Hungarian physician and pharmacologist

Csaba Szabo (born July 12, 1967) is a physician and pharmacologist who is the Head of the Pharmacology Section and President of the Department of Oncology, Microbiology and Immunology (OMI) of the University of Fribourg in Switzerland. The Public Library of Science Magazine, PLOS Biology, recognized Szabo in 2019 as one of the most cited researchers in the world.

==Early life ==
Szabo was born in Győr, Hungary, on July 12, 1967. He received his M.D. from the Semmelweis University Medical School in Budapest in 1992. From 1992 to 1994 he trained in pharmacology at the William Harvey Institute in London with Nobel Laureate Sir John Vane and received a Ph.D. in pharmacology. Szabo also holds a Ph.D. in physiology, and a Doctor of Sciences degree from the Hungarian University of Sciences.

== Research ==
Szabo's research investigates the biological roles of small diffusible, unstable gaseous molecules (gasotransmitters) in health and disease. His early work focused on the role of the gaseous mediator nitric oxide (a small diffusible biological mediator) in the blood vessel dysfunction and organ injury associated with circulatory shock.

Subsequent work conducted by Szabo and his collaborators in the early 2000s defined the role of an unstable reactive species called peroxynitrite – formed by the reaction of superoxide and nitric oxide – in various disease states, including circulatory shock, inflammation, and the complications of diabetes. In particular, these studies demonstrated that peroxynitrite induces breaks in the strands of the genetic material, DNA, which activate poly (ADP-ribose) polymerase (PARP), a mammalian nuclear and mitochondrial enzyme, which, in turn, induces cell necrosis, promotes inflammation and impairs vascular reactivity in various diseases.

Since 2007, Szabo's research interest expanded into the roles of hydrogen sulfide (another gaseous biological mediator) in health and disease. His work identified novel roles of hydrogen sulfide as a mitigator of heart damage during heart attacks, as a stimulator of new blood vessel formation, as a protector of blood vessels during diabetes, and as a stimulator of the cellular bioenergetics of mammalian cells.

In the context of disease pathogenesis, in 2013, while at the University of Texas, he discovered that colon cancer cells upregulate hydrogen sulfide biosynthesis in order to stimulate their growth, promote tumor blood vessel formation and to resist chemotherapy. In 2019 Szabo's group in Fribourg, Switzerland experimentally proved the "Kamoun Hypothesis", and demonstrated that excessive generation of hydrogen sulfide leads to the metabolic inhibition and synaptic dysfunction of neurons in Down syndrome.
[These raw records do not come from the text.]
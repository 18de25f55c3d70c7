//! Instruction text sent to the model for a category and difficulty.

use crate::models::{Category, Difficulty, Language};

/// Number of prompts requested per call
pub const PROMPTS_PER_REQUEST: usize = 5;

fn difficulty_name(difficulty: Difficulty, language: Language) -> &'static str {
    match (difficulty, language) {
        (Difficulty::Easy, Language::PtBr) => "fácil",
        (Difficulty::Medium, Language::PtBr) => "médio",
        (Difficulty::Hard, Language::PtBr) => "difícil",
        (Difficulty::Easy, Language::En) => "easy",
        (Difficulty::Medium, Language::En) => "medium",
        (Difficulty::Hard, Language::En) => "hard",
    }
}

/// Build the generation prompt
pub fn card_prompt(category: Category, difficulty: Difficulty, language: Language) -> String {
    let level = difficulty_name(difficulty, language);
    let description = category.description(language);
    let name = category.wire_name();

    match language {
        Language::PtBr => format!(
            "Você é um gerador de cartas para um jogo de mímica/charades em português brasileiro.\n\n\
             Categoria: {name} ({description})\n\
             Dificuldade: {level}\n\n\
             Para dificuldade {level}:\n\
             - Fácil: palavras/conceitos muito conhecidos e simples de representar\n\
             - Médio: palavras/conceitos conhecidos mas com alguma complexidade\n\
             - Difícil: palavras/conceitos mais complexos, específicos ou abstratos\n\n\
             Gere exatamente {count} prompts para esta categoria e dificuldade.\n\
             Cada prompt deve ser uma palavra ou frase curta (máximo 3 palavras) que possa ser representada por mímica/gestos.\n\n\
             IMPORTANTE: Responda APENAS com um array JSON válido no formato:\n\
             [\"prompt1\", \"prompt2\", \"prompt3\", \"prompt4\", \"prompt5\"]\n\n\
             Não inclua explicações, apenas o array JSON.",
            count = PROMPTS_PER_REQUEST,
        ),
        Language::En => format!(
            "You are a card generator for a charades/mime game in English.\n\n\
             Category: {name} ({description})\n\
             Difficulty: {level}\n\n\
             For {level} difficulty:\n\
             - Easy: very well-known words/concepts that are simple to represent\n\
             - Medium: known words/concepts but with some complexity\n\
             - Hard: more complex, specific or abstract words/concepts\n\n\
             Generate exactly {count} prompts for this category and difficulty.\n\
             Each prompt should be a word or short phrase (maximum 3 words) that can be represented by mime/gestures.\n\n\
             IMPORTANT: Respond ONLY with a valid JSON array in the format:\n\
             [\"prompt1\", \"prompt2\", \"prompt3\", \"prompt4\", \"prompt5\"]\n\n\
             Do not include explanations, just the JSON array.",
            count = PROMPTS_PER_REQUEST,
        ),
    }
}
//! Per-turn state and AI generation status.

use serde::{Deserialize, Serialize};

use crate::models::TurnPhase;

#[derive(Debug, Clone, PartialEq, Eq, Serialize, Deserialize)]
#[serde(rename_all = "camelCase")]
pub struct TurnState {
    pub current_team_index: usize,
    pub is_running: bool,
    #[serde(default)]
    pub started_at: Option<i64>,
    /// Seconds left on the countdown
    pub remaining: u32,
    #[serde(default)]
    pub current_card_id: Option<String>,
    /// Points scored on the active card
    #[serde(default)]
    pub current_card_points: u32,
    /// Points scored in the whole turn
    pub correct_this_turn: u32,
    /// Incremented on every started turn
    #[serde(default)]
    pub serial: u64,
    #[serde(default)]
    pub auto_pass_pending: bool,
}

impl TurnState {
    /// Stopped turn with no card, counters zeroed
    pub fn idle(current_team_index: usize, round_seconds: u32, serial: u64) -> Self {
        Self {
            current_team_index,
            is_running: false,
            started_at: None,
            remaining: round_seconds,
            current_card_id: None,
            current_card_points: 0,
            correct_this_turn: 0,
            serial,
            auto_pass_pending: false,
        }
    }

    pub fn is_card_drawn(&self) -> bool {
        self.current_card_id.is_some()
    }

    pub fn phase(&self) -> TurnPhase {
        if self.is_running {
            TurnPhase::Running
        } else if self.current_card_id.is_some() {
            TurnPhase::CardDrawn
        } else {
            TurnPhase::Idle
        }
    }
}

impl Default for TurnState {
    fn default() -> Self {
        Self::idle(0, 60, 0)
    }
}

#[derive(Debug, Clone, Default, PartialEq, Eq, Serialize, Deserialize)]
#[serde(rename_all = "camelCase")]
pub struct AiGenerationStatus {
    pub is_generating: bool,
    #[serde(default)]
    pub error: Option<String>,
    /// Unix millis of the last successful generation
    #[serde(default)]
    pub last_generated: Option<i64>,
}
In 1996 he co-founded the biotech company Inotek and served as its Chief Scientific Officer. The company focused on the development of various novel small molecules, including new inhibitors of PARP. One of the compounds discovered by Inotek, PJ34, is a commonly used experimental tool to inhibit PARP. Another, PARP inhibitor, INO-1001, entered clinical trials in 2006. From 2007 to 2010 Szabo served as the Chief Scientific Officer of Ikaria Inc., a company focused on therapeutic applications of hydrogen sulfide and nitric oxide.

In 2021, Szabo's team demonstrated that low concentrations of the gaseous molecule cyanide – previously known only for its toxic effects – can also have stimulatory bioenergetic effects in mammalian cells. Subsequent work of his research group demonstrated that mammalian cells have the ability to produce low levels of cyanide.

==Awards and honors==
According 2022 Elsevier Worldwide Citation Metrics Index, Dr. Szabo's citations place him into the top 1% of the top 2% of all scientists worldwide, at the overall spot of 383 out of those 100,000 scientists who made this list.
- Novartis Prize of the British Pharmacological Society, 2003.
- Dennis Gabor Innovation Award, 2004.
- Officer's Cross - Order of Merit Award of the Hungarian Republic, 2006.
- Texas Star Award - University of Texas System.
- Elected Fellow of the British Pharmacological Society, 2012.
- Recognized as one of the most cited researchers, listed among the top 1,000 worldwide, PLOS Biology,
- John Vane Medal or the British Pharmacological Society, 2021.
- Highly Cited Researcher in Pharmacology, 2022 & 2024.

==Publications==
Szabo authored or co-authored over 500 publications, which were cited over 90,000 times, yielding a H-index of 152.

==Books==

- Cell Death: the role of PARP, 2000 (Taylor Francis).
- Adenosine Receptors, 2006 (Taylor Francis).
- Unreliable. Bias, Fraud, and the Reproducibility Crisis in Biomedical Research, 2025 (Columbia University Press)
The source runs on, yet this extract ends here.